Work item
Where the line with "if insn.mnemonic == Mnemonic::Mneg" appears below, start writing out lines exactly, and finish with the line with "pub(crate) fn lift_maddl_msubl(&mut", which is included; write out nothing else.

★ ★ ★ ★

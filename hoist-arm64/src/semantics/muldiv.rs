//! Multiply, multiply-accumulate, widening multiplies, and division.

use hoist_asm::{Insn, Mnemonic};
use hoist_ir::{BinOp, Builder, CmpOp, Ty, ValueId};

use super::{expect_operands, Arity};
use crate::{Result, Translator};

impl Translator {
    /// `MUL`/`MNEG`.
    pub(crate) fn lift_mul(&mut self, b: &mut Builder, insn: &Insn) -> Result<()> {
        let ops = expect_operands(insn, Arity::Exactly(3))?;
        let ty = self.dest_ty(&ops[0])?;
        let n = self.load_operand(b, insn, &ops[1], ty)?;
        let m = self.load_operand(b, insn, &ops[2], ty)?;
        let mut result = b.bin(BinOp::Mul, n, m);
        if insn.mnemonic == Mnemonic::Mneg {
            result = b.neg(result);
        }
        self.store_operand(b, insn, &ops[0], result)
    }

    /// `MADD` (`rn * rm + ra`) and `MSUB` (`ra - rn * rm`).
    pub(crate) fn lift_madd_msub(&mut self, b: &mut Builder, insn: &Insn) -> Result<()> {
        let ops = expect_operands(insn, Arity::Exactly(4))?;
        let ty = self.dest_ty(&ops[0])?;
        let n = self.load_operand(b, insn, &ops[1], ty)?;
        let m = self.load_operand(b, insn, &ops[2], ty)?;
        let acc = self.load_operand(b, insn, &ops[3], ty)?;
        let product = b.bin(BinOp::Mul, n, m);
        let result = if insn.mnemonic == Mnemonic::Msub {
            b.bin(BinOp::Sub, acc, product)
        } else {
            b.bin(BinOp::Add, product, acc)
        };
        self.store_operand(b, insn, &ops[0], result)
    }

    /// `UMULL`/`SMULL`/`UMNEGL`/`SMNEGL` — 32-bit sources extended to a
    /// 64-bit product.
    pub(crate) fn lift_mull(&mut self, b: &mut Builder, insn: &Insn) -> Result<()> {
        let ops = expect_operands(insn, Arity::Exactly(3))?;
        let signed = matches!(insn.mnemonic, Mnemonic::Smull | Mnemonic::Smnegl);
        let (n, m) = self.widened_sources(b, insn, &ops[1], &ops[2], signed)?;
        let mut result = b.bin(BinOp::Mul, n, m);
        if matches!(insn.mnemonic, Mnemonic::Umnegl | Mnemonic::Smnegl) {
            result = b.neg(result);
        }
        self.store_operand(b, insn, &ops[0], result)
    }

    /// `UMADDL`/`SMADDL`/`UMSUBL`/`SMSUBL` — widening multiply-accumulate
    /// against a 64-bit accumulator.
    pub(crate) fn lift_maddl_msubl(&mut self, b: &mut Builder, insn: &Insn) -> Result<()> {
        let ops = expect_operands(insn, Arity::Exactly(4))?;
        let signed = matches!(insn.mnemonic, Mnemonic::Smaddl | Mnemonic::Smsubl);
        let (n, m) = self.widened_sources(b, insn, &ops[1], &ops[2], signed)?;
        let acc = self.load_operand(b, insn, &ops[3], Ty::I64)?;
        let product = b.bin(BinOp::Mul, n, m);
        let result = if matches!(insn.mnemonic, Mnemonic::Umsubl | Mnemonic::Smsubl) {
            b.bin(BinOp::Sub, acc, product)
        } else {
            b.bin(BinOp::Add, product, acc)
        };
        self.store_operand(b, insn, &ops[0], result)
    }

    /// `UMULH`/`SMULH` — the high 64 bits of the 128-bit product.
    pub(crate) fn lift_mulh(&mut self, b: &mut Builder, insn: &Insn) -> Result<()> {
        let ops = expect_operands(insn, Arity::Exactly(3))?;
        let signed = insn.mnemonic == Mnemonic::Smulh;
        let n = self.load_operand(b, insn, &ops[1], Ty::I64)?;
        let m = self.load_operand(b, insn, &ops[2], Ty::I64)?;
        let (n, m) = if signed {
            (b.sext(Ty::I128, n), b.sext(Ty::I128, m))
        } else {
            (b.zext(Ty::I128, n), b.zext(Ty::I128, m))
        };
        let product = b.bin(BinOp::Mul, n, m);
        let sixty_four = b.const_int(Ty::I128, 64);
        let high = b.bin(BinOp::LShr, product, sixty_four);
        let result = b.trunc(Ty::I64, high);
        self.store_operand(b, insn, &ops[0], result)
    }

    /// `UDIV`/`SDIV` — a zero divisor yields zero through explicit control
    /// flow, so no division ever executes with a zero right-hand side.
    pub(crate) fn lift_div(&mut self, b: &mut Builder, insn: &Insn, signed: bool) -> Result<()> {
        let ops = expect_operands(insn, Arity::Exactly(3))?;
        let ty = self.dest_ty(&ops[0])?;
        let n = self.load_operand(b, insn, &ops[1], ty)?;
        let m = self.load_operand(b, insn, &ops[2], ty)?;
        let zero = b.const_int(ty, 0);
        let divisor_is_zero = b.cmp(CmpOp::Eq, m, zero);
        b.if_then_else(
            divisor_is_zero,
            |b| {
                let zero = b.const_int(ty, 0);
                self.store_operand(b, insn, &ops[0], zero)
            },
            |b| {
                let op = if signed { BinOp::SDiv } else { BinOp::UDiv };
                let quotient = b.bin(op, n, m);
                self.store_operand(b, insn, &ops[0], quotient)
            },
        )
    }

    fn widened_sources(
        &mut self,
        b: &mut Builder,
        insn: &Insn,
        lhs: &hoist_asm::Operand,
        rhs: &hoist_asm::Operand,
        signed: bool,
    ) -> Result<(ValueId, ValueId)> {
        let n = self.load_operand(b, insn, lhs, Ty::I32)?;
        let m = self.load_operand(b, insn, rhs, Ty::I32)?;
        Ok(if signed {
            (b.sext(Ty::I64, n), b.sext(Ty::I64, m))
        } else {
            (b.zext(Ty::I64, n), b.zext(Ty::I64, m))
        })
    }
}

★ ★ ★ ★

Solution below
        if insn.mnemonic == Mnemonic::Mneg {
            result = b.neg(result);
        }
        self.store_operand(b, insn, &ops[0], result)
    }

    /// `MADD` (`rn * rm + ra`) and `MSUB` (`ra - rn * rm`).
    pub(crate) fn lift_madd_msub(&mut self, b: &mut Builder, insn: &Insn) -> Result<()> {
        let ops = expect_operands(insn, Arity::Exactly(4))?;
        let ty = self.dest_ty(&ops[0])?;
        let n = self.load_operand(b, insn, &ops[1], ty)?;
        let m = self.load_operand(b, insn, &ops[2], ty)?;
        let acc = self.load_operand(b, insn, &ops[3], ty)?;
        let product = b.bin(BinOp::Mul, n, m);
        let result = if insn.mnemonic == Mnemonic::Msub {
            b.bin(BinOp::Sub, acc, product)
        } else {
            b.bin(BinOp::Add, product, acc)
        };
        self.store_operand(b, insn, &ops[0], result)
    }

    /// `UMULL`/`SMULL`/`UMNEGL`/`SMNEGL` — 32-bit sources extended to a
    /// 64-bit product.
    pub(crate) fn lift_mull(&mut self, b: &mut Builder, insn: &Insn) -> Result<()> {
        let ops = expect_operands(insn, Arity::Exactly(3))?;
        let signed = matches!(insn.mnemonic, Mnemonic::Smull | Mnemonic::Smnegl);
        let (n, m) = self.widened_sources(b, insn, &ops[1], &ops[2], signed)?;
        let mut result = b.bin(BinOp::Mul, n, m);
        if matches!(insn.mnemonic, Mnemonic::Umnegl | Mnemonic::Smnegl) {
            result = b.neg(result);
        }
        self.store_operand(b, insn, &ops[0], result)
    }

    /// `UMADDL`/`SMADDL`/`UMSUBL`/`SMSUBL` — widening multiply-accumulate
    /// against a 64-bit accumulator.
    pub(crate) fn lift_maddl_msubl(&mut self, b: &mut Builder, insn: &Insn) -> Result<()> {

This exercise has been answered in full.